---------- Given records
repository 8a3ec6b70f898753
use crate::config::Config;
use anyhow::{Result, anyhow};
use argon2::{
    Argon2,
    password_hash::{PasswordHash, PasswordHasher, PasswordVerifier, SaltString, rand_core::OsRng},
};
use tracing::warn;

const DEFAULT_ADMIN_PASSWORD: &str = "admin";

pub fn hash_password(password: &str) -> Result<String, argon2::password_hash::Error> {
    let argon2 = Argon2::default();
    let salt = SaltString::generate(&mut OsRng);

    Ok(argon2.hash_password(password.as_bytes(), &salt)?.to_string())
}

pub fn verify_password(password: &str, hashed: &str) -> Result<(), argon2::password_hash::Error> {
    let argon2 = Argon2::default();
    let parsed = PasswordHash::new(hashed)?;

    argon2.verify_password(password.as_bytes(), &parsed)
}

/// The single admin account, held only as an argon2 hash.
pub struct AdminCredentials {
    pub username: String,
    password_hash: String,
}

impl AdminCredentials {
    /// Prefers `ADMIN_PASSWORD_HASH`; otherwise hashes `ADMIN_PASSWORD` (or the
    /// demo default) once at startup.
    pub fn from_config(config: &Config) -> Result<Self> {
        let password_hash = match (&config.admin_password_hash, &config.admin_password) {
            (Some(hash), _) => {
                PasswordHash::new(hash)
                    .map_err(|e| anyhow!("ADMIN_PASSWORD_HASH is not a valid PHC string: {e}"))?;
                hash.clone()
            }
            (None, Some(password)) => hash_password(password)
                .map_err(|e| anyhow!("Failed to hash ADMIN_PASSWORD: {e}"))?,
            (None, None) => {
                warn!(
                    username = %config.admin_username,
                    "No admin password configured, using the demo default"
                );
                hash_password(DEFAULT_ADMIN_PASSWORD)
                    .map_err(|e| anyhow!("Failed to hash default admin password: {e}"))?
            }
        };

        Ok(Self {
            username: config.admin_username.clone(),
            password_hash,
        })
    }

    pub fn verify(&self, username: &str, password: &str) -> bool {
        username == self.username && verify_password(password, &self.password_hash).is_ok()
    }
}
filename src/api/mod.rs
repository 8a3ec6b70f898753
pub mod attendance;
pub mod user;
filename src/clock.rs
use chrono::{Local, NaiveDate, NaiveDateTime, NaiveTime, Timelike};

/// Source of "now" for attendance handlers.
pub trait Clock: Send + Sync {
    fn now(&self) -> NaiveDateTime;

    fn today(&self) -> NaiveDate {
        self.now().date()
    }

    /// Current wall-clock time at second precision, as stored in the database.
    fn time_of_day(&self) -> NaiveTime {
        let now = self.now().time();
        now.with_nanosecond(0).unwrap_or(now)
    }
}

/// Server local time.
pub struct SystemClock;

impl Clock for SystemClock {
    fn now(&self) -> NaiveDateTime {
        Local::now().naive_local()
    }
}

#[cfg(test)]
pub use fixed::FixedClock;
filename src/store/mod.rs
//! SQL for the two tables. Every function is a single statement on the pool;
//! callers decide what a failure means.

pub mod attendance;
pub mod user;
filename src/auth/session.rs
use crate::auth::jwt::verify_token;
use crate::auth::password::AdminCredentials;
use crate::config::Config;
use crate::error::ApiError;
use actix_web::{FromRequest, HttpRequest, dev::Payload, web::Data};
use futures::future::{Ready, ready};

/// An authenticated admin, taken from `Authorization: Bearer <token>`.
#[derive(Debug)]
pub struct AdminSession {
    pub username: String,
    /// Unix seconds
    pub expires_at: usize,
}

impl FromRequest for AdminSession {
    type Error = ApiError;
    type Future = Ready<Result<Self, Self::Error>>;

    fn from_request(req: &HttpRequest, _: &mut Payload) -> Self::Future {
        ready(authenticate(req))
    }
}

fn authenticate(req: &HttpRequest) -> Result<AdminSession, ApiError> {
    let token = req
        .headers()
        .get("Authorization")
        .and_then(|h| h.to_str().ok())
        .and_then(|h| h.strip_prefix("Bearer "))
        .ok_or_else(|| ApiError::unauthorized("Missing token"))?;

    let config = req
        .app_data::<Data<Config>>()
        .ok_or_else(|| ApiError::Internal("Config missing".into()))?;

    let admin = req
        .app_data::<Data<AdminCredentials>>()
        .ok_or_else(|| ApiError::Internal("Admin credentials missing".into()))?;

    let claims = verify_token(token, &config.jwt_secret).map_err(|e| {
        tracing::debug!(error = %e, "Rejected bearer token");
        ApiError::unauthorized("Invalid or expired token")
    })?;

    // only the configured admin holds a session
    if claims.sub != admin.username {
        tracing::debug!(sub = %claims.sub, "Rejected token for unknown subject");
        return Err(ApiError::unauthorized("Invalid or expired token"));
    }

    Ok(AdminSession {
        username: claims.sub,
        expires_at: claims.exp,
    })
}

impl AdminSession {
    /// Enforces the admin guard: with `ADMIN_GUARD` off, anyone passes.
    pub fn require_if_guarded(
        session: &Option<AdminSession>,
        config: &Config,
    ) -> Result<(), ApiError> {
        if config.admin_guard && session.is_none() {
            return Err(ApiError::unauthorized("Admin session required"));
        }
        Ok(())
    }
}
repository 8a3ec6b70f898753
//! Shared fixtures for handler and store tests.

use crate::auth::password::AdminCredentials;
use crate::clock::{Clock, FixedClock};
use crate::config::Config;
use crate::error;
use crate::model::user::User;
use actix_web::{
    App, Error,
    dev::{ServiceFactory, ServiceRequest, ServiceResponse},
    web::{self, Data},
};
use sqlx::SqlitePool;
use sqlx::sqlite::{SqliteConnectOptions, SqlitePoolOptions};
use std::str::FromStr;
use std::sync::Arc;

/// In-memory database with the real schema. A single connection keeps the
/// memory database alive for the whole test.
pub async fn test_pool() -> SqlitePool {
    let options = SqliteConnectOptions::from_str("sqlite::memory:")
        .unwrap()
        .foreign_keys(true);
    let pool = SqlitePoolOptions::new()
        .max_connections(1)
        .idle_timeout(None)
        .max_lifetime(None)
        .connect_with(options)
        .await
        .unwrap();
    crate::db::create_schema(&pool).await.unwrap();
    pool
}

pub fn test_config() -> Config {
    Config {
        server_addr: "127.0.0.1:0".into(),
        database_url: "sqlite::memory:".into(),
        database_max_connections: 1,
        jwt_secret: "test-secret".into(),
        access_token_ttl: 600,
        admin_username: "admin".into(),
        admin_password: Some("s3cret".into()),
        admin_password_hash: None,
        admin_guard: false,
        rate_login_per_min: 1000,
        rate_api_per_min: 1000,
        api_prefix: "/api".into(),
        log_dir: "logs".into(),
        log_level: tracing::Level::DEBUG,
    }
}

pub async fn seed_user(pool: &SqlitePool, name: &str, email: &str) -> User {
    crate::store::user::insert_user(pool, name, email).await.unwrap()
}

/// Pre-marks a user absent for `date` (YYYY-MM-DD), the way an admin import would.
pub async fn seed_absent(pool: &SqlitePool, user_id: i64, date: &str) -> i64 {
    sqlx::query("INSERT INTO attendance (user_id, date, status) VALUES (?, ?, 'Absent')")
        .bind(user_id)
        .bind(date)
        .execute(pool)
        .await
        .unwrap()
        .last_insert_rowid()
}

pub struct TestState {
    pub pool: SqlitePool,
    pub config: Config,
    pub clock: Arc<FixedClock>,
    pub admin: Arc<AdminCredentials>,
}

impl TestState {
    pub async fn new() -> Self {
        Self::with_config(test_config()).await
    }

    pub async fn with_config(config: Config) -> Self {
        let admin = AdminCredentials::from_config(&config).unwrap();
        TestState {
            pool: test_pool().await,
            config,
            clock: Arc::new(FixedClock::at("2024-07-20 08:30:00")),
            admin: Arc::new(admin),
        }
    }

    /// App with the same application data `main` registers, without rate limiting.
    pub fn app(
        &self,
    ) -> App<
        impl ServiceFactory<
            ServiceRequest,
            Config = (),
            Response = ServiceResponse,
            Error = Error,
            InitError = (),
        > + use<>,
    > {
        let clock: Arc<dyn Clock> = self.clock.clone();
        App::new()
            .app_data(Data::new(self.pool.clone()))
            .app_data(Data::new(self.config.clone()))
            .app_data(Data::from(self.admin.clone()))
            .app_data(Data::from(clock))
            .app_data(error::json_config())
            .app_data(error::query_config())
            .service(crate::index)
            .service(web::scope("/auth").configure(crate::routes::auth_routes))
            .service(web::scope(&self.config.api_prefix).configure(crate::routes::api_routes))
    }
}
use crate::api::attendance::{AttendanceResponse, ClockInRequest, ClockOutRequest};
use crate::api::user::CreateUser;
use crate::model::attendance::{AttendanceRecord, AttendanceStatus, AttendanceWithUser};
use crate::model::user::User;
use crate::models::{LoginReqDto, LoginResponse};
use utoipa::Modify;
use utoipa::OpenApi;
use utoipa::openapi::security::{HttpAuthScheme, HttpBuilder, SecurityScheme};

#[derive(OpenApi)]
#[openapi(
    info(
        title = "AttendEase API",
        version = "0.1.0",
        description = r#"
## AttendEase

Attendance tracking for small teams: people clock in when they arrive
(optionally after scanning the kiosk QR code) and clock out when they leave.

- **Attendance**: one record per user per day. Clock-in creates it (or reuses a
  pre-marked absent row), clock-out marks the day present.
- **Users**: the registry of people who can clock in.
- **Auth**: admin login returning a bearer token. With `ADMIN_GUARD` enabled,
  the all-users attendance view and user creation need it.

Errors are always `{"error": "<message>"}`.
"#,
    ),
    paths(
        crate::api::attendance::clock_in,
        crate::api::attendance::clock_out,
        crate::api::attendance::list_attendance,

        crate::api::user::list_users,
        crate::api::user::create_user,

        crate::auth::handlers::login,
        crate::auth::handlers::session
    ),
    components(
        schemas(
            AttendanceRecord,
            AttendanceStatus,
            AttendanceWithUser,
            AttendanceResponse,
            ClockInRequest,
            ClockOutRequest,
            User,
            CreateUser,
            LoginReqDto,
            LoginResponse
        )
    ),
    modifiers(&SecurityAddon),
    tags(
        (name = "Attendance", description = "Clock-in, clock-out and history"),
        (name = "User", description = "User registry"),
        (name = "Auth", description = "Admin session"),
    )
)]
pub struct ApiDoc;

struct SecurityAddon;

impl Modify for SecurityAddon {
    fn modify(&self, openapi: &mut utoipa::openapi::OpenApi) {
        if let Some(components) = openapi.components.as_mut() {
            components.add_security_scheme(
                "bearer_auth",
                SecurityScheme::Http(
                    HttpBuilder::new()
                        .scheme(HttpAuthScheme::Bearer)
                        .bearer_format("JWT")
                        .build(),
                ),
            );
        }
    }
}
use chrono::{NaiveDate, NaiveTime};
use serde::{Deserialize, Serialize};
use strum_macros::{Display, EnumString};
use utoipa::ToSchema;

/// Day status of an attendance row.
///
/// `Display`/`FromStr` give the text kept in the `status` column; serde gives
/// the JSON name.
#[derive(
    Debug, Clone, Copy, PartialEq, Eq, Serialize, Deserialize, Display, EnumString, ToSchema,
)]
pub enum AttendanceStatus {
    Present,
    Absent,
    /// Storable, but nothing assigns it yet.
    Late,
    #[strum(serialize = "Clocked In")]
    ClockedIn,
}

impl TryFrom<String> for AttendanceStatus {
    type Error = strum::ParseError;

    fn try_from(value: String) -> Result<Self, Self::Error> {
        value.parse()
    }
}

#[derive(Debug, Clone, Serialize, Deserialize, sqlx::FromRow, ToSchema)]
#[schema(
    example = json!({
        "id": 1,
        "user_id": 1,
        "date": "2024-07-20",
        "clock_in_time": "08:30:00",
        "clock_out_time": null,
        "status": "ClockedIn",
        "location_verified": true
    })
)]
pub struct AttendanceRecord {
    #[schema(example = 1)]
    pub id: i64,

    #[schema(example = 1)]
    pub user_id: i64,

    #[schema(example = "2024-07-20", value_type = String, format = "date")]
    pub date: NaiveDate,

    #[schema(example = "08:30:00", value_type = Option<String>, nullable = true)]
    pub clock_in_time: Option<NaiveTime>,

    #[schema(example = "17:00:00", value_type = Option<String>, nullable = true)]
    pub clock_out_time: Option<NaiveTime>,

    #[sqlx(try_from = "String")]
    pub status: AttendanceStatus,

    /// Stored as 0/1
    pub location_verified: bool,
}

/// Admin view row: the record plus who it belongs to.
#[derive(Debug, Serialize, sqlx::FromRow, ToSchema)]
pub struct AttendanceWithUser {
    #[serde(flatten)]
    #[sqlx(flatten)]
    pub record: AttendanceRecord,

    #[schema(example = "Jane Doe")]
    pub user_name: String,

    #[schema(example = "jane@example.com")]
    pub user_email: String,
}
use crate::{
    auth::session::AdminSession, config::Config, error::ApiError, store::user,
};
use actix_web::{HttpResponse, web};
use serde::Deserialize;
use serde_json::Value;
use sqlx::SqlitePool;
use tracing::info;
use utoipa::ToSchema;

#[derive(Deserialize, ToSchema)]
pub struct CreateUser {
    #[schema(value_type = String, example = "Jane Doe")]
    pub name: Option<Value>,
    #[schema(value_type = String, example = "jane@example.com", format = "email")]
    pub email: Option<Value>,
}

/// JS-style falsiness: missing, null, false, 0 and blank strings all count as absent.
fn is_blank(value: &Option<Value>) -> bool {
    match value {
        None | Some(Value::Null) | Some(Value::Bool(false)) => true,
        Some(Value::String(s)) => s.trim().is_empty(),
        Some(Value::Number(n)) => n.as_f64() == Some(0.0),
        _ => false,
    }
}

fn validate(payload: &CreateUser) -> Result<(String, String), ApiError> {
    if is_blank(&payload.name) || is_blank(&payload.email) {
        return Err(ApiError::validation("Name and email are required"));
    }

    match (
        payload.name.as_ref().and_then(Value::as_str),
        payload.email.as_ref().and_then(Value::as_str),
    ) {
        (Some(name), Some(email)) => Ok((name.trim().to_string(), email.trim().to_string())),
        _ => Err(ApiError::validation("Name and email must be strings")),
    }
}

/// List users
#[utoipa::path(
    get,
    path = "/api/users",
    responses(
        (status = 200, description = "All registered users", body = [crate::model::user::User]),
        (status = 500, description = "Internal server error", body = Object, example = json!({
            "error": "Failed to fetch users"
        }))
    ),
    tag = "User"
)]
pub async fn list_users(pool: web::Data<SqlitePool>) -> Result<HttpResponse, ApiError> {
    let users = user::list_users(pool.get_ref())
        .await
        .map_err(|e| ApiError::database(e, "Failed to fetch users"))?;

    Ok(HttpResponse::Ok().json(users))
}

/// Add a user
#[utoipa::path(
    post,
    path = "/api/users",
    request_body = CreateUser,
    responses(
        (status = 201, description = "User created", body = crate::model::user::User),
        (status = 400, description = "Missing or non-string name/email", body = Object, example = json!({
            "error": "Name and email are required"
        })),
        (status = 401, description = "Admin session required (ADMIN_GUARD)"),
        (status = 409, description = "Email already registered", body = Object, example = json!({
            "error": "User with this email already exists"
        })),
        (status = 500, description = "Internal server error")
    ),
    security(
        (),
        ("bearer_auth" = [])
    ),
    tag = "User"
)]
pub async fn create_user(
    pool: web::Data<SqlitePool>,
    config: web::Data<Config>,
    session: Option<AdminSession>,
    payload: web::Json<CreateUser>,
) -> Result<HttpResponse, ApiError> {
    AdminSession::require_if_guarded(&session, &config)?;
    let (name, email) = validate(&payload)?;

    let created = user::insert_user(pool.get_ref(), &name, &email)
        .await
        .map_err(|e| {
            ApiError::database_or_conflict(
                e,
                "User with this email already exists",
                "Failed to create user",
            )
        })?;

    info!(user_id = created.id, "User created");
    Ok(HttpResponse::Created().json(created))
}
--------------------
## [Activity]
Each line above that holds the string "match" should be copied and shown.

## [Task answer]
        let password_hash = match (&config.admin_password_hash, &config.admin_password) {
    match value {
    match (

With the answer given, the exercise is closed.